> **Your instructions**:
What lines in the records below include the word "IpmiSession"? Return each one.

--- Record set Enclosed Below ---

//! Scoped access to a host's long-lived session
//!
//! A [`SessionLease`] owns the session of one monitored host. Each poll
//! acquires it for the duration of the pass; if any request in that scope
//! fails at the session level, the session is closed when the scope ends and
//! a fresh one is opened by the next acquisition.

use super::{IpmiConnector, IpmiSession, Request, SessionTarget, TransportError};
use std::cell::Cell;
use std::sync::{Arc, Mutex, MutexGuard, PoisonError};
use tracing::{info, warn};

type BoxedSession = Box<dyn IpmiSession + Send>;

pub struct SessionLease {
    connector: Arc<dyn IpmiConnector>,
    target: SessionTarget,
    session: Mutex<Option<BoxedSession>>,
}

impl SessionLease {
    /// Open the initial session. Failure here means the host is never polled.
    pub fn open(
        connector: Arc<dyn IpmiConnector>,
        target: SessionTarget,
    ) -> Result<Self, TransportError> {
        let session = connector.open_session(&target)?;
        info!(host = %target.host, port = target.port, "IPMI session established");

        Ok(Self {
            connector,
            target,
            session: Mutex::new(Some(session)),
        })
    }

    pub fn host(&self) -> &str {
        &self.target.host
    }

    /// Whether a usable session is currently held
    pub fn is_connected(&self) -> bool {
        self.lock().is_some()
    }

    /// Acquire the session, reconnecting first if the previous scope broke it
    pub fn acquire(&self) -> Result<LeasedSession<'_>, TransportError> {
        let mut slot = self.lock();

        if slot.is_none() {
            info!(host = %self.target.host, "Re-establishing IPMI session");
            *slot = Some(self.connector.open_session(&self.target)?);
        }

        Ok(LeasedSession {
            slot,
            host: &self.target.host,
            broken: Cell::new(false),
        })
    }

    /// Close the held session, if any
    pub fn close(&self) {
        if let Some(session) = self.lock().take() {
            session.close();
        }
    }

    fn lock(&self) -> MutexGuard<'_, Option<BoxedSession>> {
        self.session.lock().unwrap_or_else(PoisonError::into_inner)
    }
}

/// A session borrowed from a [`SessionLease`] for one poll
pub struct LeasedSession<'a> {
    slot: MutexGuard<'a, Option<BoxedSession>>,
    host: &'a str,
    broken: Cell<bool>,
}

impl LeasedSession<'_> {
    pub fn is_broken(&self) -> bool {
        self.broken.get()
    }
}

impl IpmiSession for LeasedSession<'_> {
    fn request(&self, request: &Request) -> Result<Vec<u8>, TransportError> {
        let session = self.slot.as_ref().ok_or_else(|| TransportError::Session {
            host: self.host.to_string(),
            message: "session is closed".to_string(),
        })?;

        let result = session.request(request);
        if let Err(e) = &result {
            if e.is_session_failure() {
                self.broken.set(true);
            }
        }
        result
    }
}

impl Drop for LeasedSession<'_> {
    fn drop(&mut self) {
        if self.broken.get() {
            if let Some(session) = self.slot.take() {
                warn!(
                    host = %self.host,
                    "Closing failed IPMI session, it will be re-established on the next poll"
                );
                session.close();
            }
        }
    }
}
//! Per-host polling state
//!
//! An [`EntityPoller`] owns everything one monitored host needs across
//! ticks: its session lease, its lazily built descriptor cache and the
//! guard that keeps two passes over the same host from running at once.

use super::collect;
use crate::backend::MetricsSink;
use crate::error::{PollerError, Result};
use crate::ipmi::{IpmiConnector, IpmiSession, SessionLease};
use crate::models::MonitoredEntity;
use crate::observability::{PollerMetrics, StructuredLogger};
use crate::sdr::{self, DescriptorCache};
use chrono::Utc;
use std::sync::atomic::{AtomicBool, Ordering};
use std::sync::{Arc, Mutex, MutexGuard, PoisonError};
use tracing::{debug, info, warn};

/// Result of one tick for one host
#[derive(Debug, Clone, PartialEq)]
pub enum TickOutcome {
    /// A batch with this many measurements was handed to the sink
    Published { measurements: usize },
    /// The pass succeeded but produced no measurements
    Empty,
    /// The previous pass was still running
    Skipped,
    Failed { reason: String },
}

impl TickOutcome {
    pub fn label(&self) -> &'static str {
        match self {
            TickOutcome::Published { .. } => "published",
            TickOutcome::Empty => "empty",
            TickOutcome::Skipped => "skipped",
            TickOutcome::Failed { .. } => "failed",
        }
    }
}

pub struct EntityPoller {
    entity: MonitoredEntity,
    lease: SessionLease,
    sink: Arc<dyn MetricsSink>,
    cache: Mutex<Option<DescriptorCache>>,
    polling: AtomicBool,
    metrics: PollerMetrics,
    logger: StructuredLogger,
}

impl EntityPoller {
    /// Open the host's session; a host whose session cannot be opened is not polled
    pub fn new(
        entity: MonitoredEntity,
        connector: Arc<dyn IpmiConnector>,
        sink: Arc<dyn MetricsSink>,
        logger: StructuredLogger,
    ) -> Result<Self> {
        let lease = SessionLease::open(connector, entity.session_target()).map_err(|source| {
            PollerError::SessionUnavailable {
                host: entity.host.clone(),
                source,
            }
        })?;

        Ok(Self {
            entity,
            lease,
            sink,
            cache: Mutex::new(None),
            polling: AtomicBool::new(false),
            metrics: PollerMetrics::new(),
            logger,
        })
    }

    pub fn host(&self) -> &str {
        &self.entity.host
    }

    pub fn entity(&self) -> &MonitoredEntity {
        &self.entity
    }

    /// Whether a pass over this host is in flight
    pub fn is_polling(&self) -> bool {
        self.polling.load(Ordering::Acquire)
    }

    /// Whether the descriptor cache has been built
    pub fn has_descriptor_cache(&self) -> bool {
        self.lock_cache().is_some()
    }

    /// Claim the right to run a pass
    ///
    /// Fails with [`TickOutcome::Skipped`] while another pass holds the guard.
    pub fn try_begin(self: &Arc<Self>) -> std::result::Result<PollGuard, TickOutcome> {
        if self
            .polling
            .compare_exchange(false, true, Ordering::AcqRel, Ordering::Acquire)
            .is_err()
        {
            warn!(host = %self.entity.host, "Previous poll still running, skipping tick");
            self.metrics.inc_tick(&self.entity.host, TickOutcome::Skipped.label());
            return Err(TickOutcome::Skipped);
        }

        Ok(PollGuard {
            poller: Arc::clone(self),
        })
    }

    /// Run one tick on the calling thread
    pub fn tick(self: &Arc<Self>) -> TickOutcome {
        match self.try_begin() {
            Ok(guard) => guard.run(),
            Err(outcome) => outcome,
        }
    }

    /// Close the host's session
    pub fn close(&self) {
        self.lease.close();
    }

    fn lock_cache(&self) -> MutexGuard<'_, Option<DescriptorCache>> {
        self.cache.lock().unwrap_or_else(PoisonError::into_inner)
    }

    fn poll_once(&self) -> Result<TickOutcome> {
        let host = self.entity.host.as_str();
        let timestamp = Utc::now();

        let session = self
            .lease
            .acquire()
            .map_err(|source| PollerError::SessionUnavailable {
                host: host.to_string(),
                source,
            })?;

        let mut cache = self.lock_cache();
        if cache.is_none() {
            let descriptors = self.discover(&session)?;
            if descriptors.is_empty() {
                warn!(host, "SDR holds no full sensor records, will enumerate again next tick");
                return Ok(TickOutcome::Empty);
            }
            *cache = Some(descriptors);
        }

        let Some(descriptors) = cache.as_ref() else {
            return Ok(TickOutcome::Empty);
        };

        let timer = self.metrics.start_collection_timer(host);
        let batch = collect(&self.entity, descriptors, &session, timestamp)?;
        timer.observe_duration();
        drop(cache);
        drop(session);

        if batch.is_empty() {
            debug!(host, "Poll produced no measurements");
            return Ok(TickOutcome::Empty);
        }

        let measurements = batch.len();
        self.sink.publish(batch);
        self.metrics.inc_measurements_published(host, measurements);

        Ok(TickOutcome::Published { measurements })
    }

    fn discover<S: IpmiSession + ?Sized>(&self, session: &S) -> Result<DescriptorCache> {
        let host = self.entity.host.as_str();
        let enumeration = sdr::enumerate(session)?;

        self.metrics
            .inc_reservation_renewals(host, enumeration.reservation_renewals);
        self.metrics
            .set_sensors_discovered(host, enumeration.descriptors.len());

        for descriptor in enumeration.descriptors.values() {
            let monitored = self.entity.sensor(descriptor.sensor_number).is_some();
            self.logger.log_sensor_discovered(host, descriptor, monitored);
        }

        for (sensor_number, spec) in &self.entity.sensors {
            if !enumeration.descriptors.contains_key(sensor_number) {
                warn!(
                    host,
                    sensor_number,
                    metric = %spec.metric.name,
                    "Configured sensor has no full sensor record"
                );
            }
        }

        info!(
            host,
            sensors = enumeration.descriptors.len(),
            records_read = enumeration.records_read,
            records_skipped = enumeration.records_skipped,
            reservation_renewals = enumeration.reservation_renewals,
            "SDR enumeration complete"
        );

        Ok(enumeration.descriptors)
    }
}

/// Exclusive right to poll one host, released on drop
pub struct PollGuard {
    poller: Arc<EntityPoller>,
}

impl PollGuard {
    pub fn host(&self) -> &str {
        self.poller.host()
    }

    /// Run one pass; blocks on IPMI I/O
    pub fn run(self) -> TickOutcome {
        let poller = &self.poller;
        let host = poller.entity.host.as_str();

        let outcome = match poller.poll_once() {
            Ok(outcome) => outcome,
            Err(e) => {
                let reason = error_chain(&e);
                poller.logger.log_tick_failed(host, &reason);
                TickOutcome::Failed { reason }
            }
        };

        poller.metrics.inc_tick(host, outcome.label());
        outcome
    }
}

impl Drop for PollGuard {
    fn drop(&mut self) {
        self.poller.polling.store(false, Ordering::Release);
    }
}

fn error_chain(error: &PollerError) -> String {
    let mut message = error.to_string();
    let mut source = std::error::Error::source(error);
    while let Some(cause) = source {
        message.push_str(": ");
        message.push_str(&cause.to_string());
        source = cause.source();
    }
    message
}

--- End of Enclosed Record set ---

> **The answer**:
use super::{IpmiConnector, IpmiSession, Request, SessionTarget, TransportError};
type BoxedSession = Box<dyn IpmiSession + Send>;
impl IpmiSession for LeasedSession<'_> {
use crate::ipmi::{IpmiConnector, IpmiSession, SessionLease};
    fn discover<S: IpmiSession + ?Sized>(&self, session: &S) -> Result<DescriptorCache> {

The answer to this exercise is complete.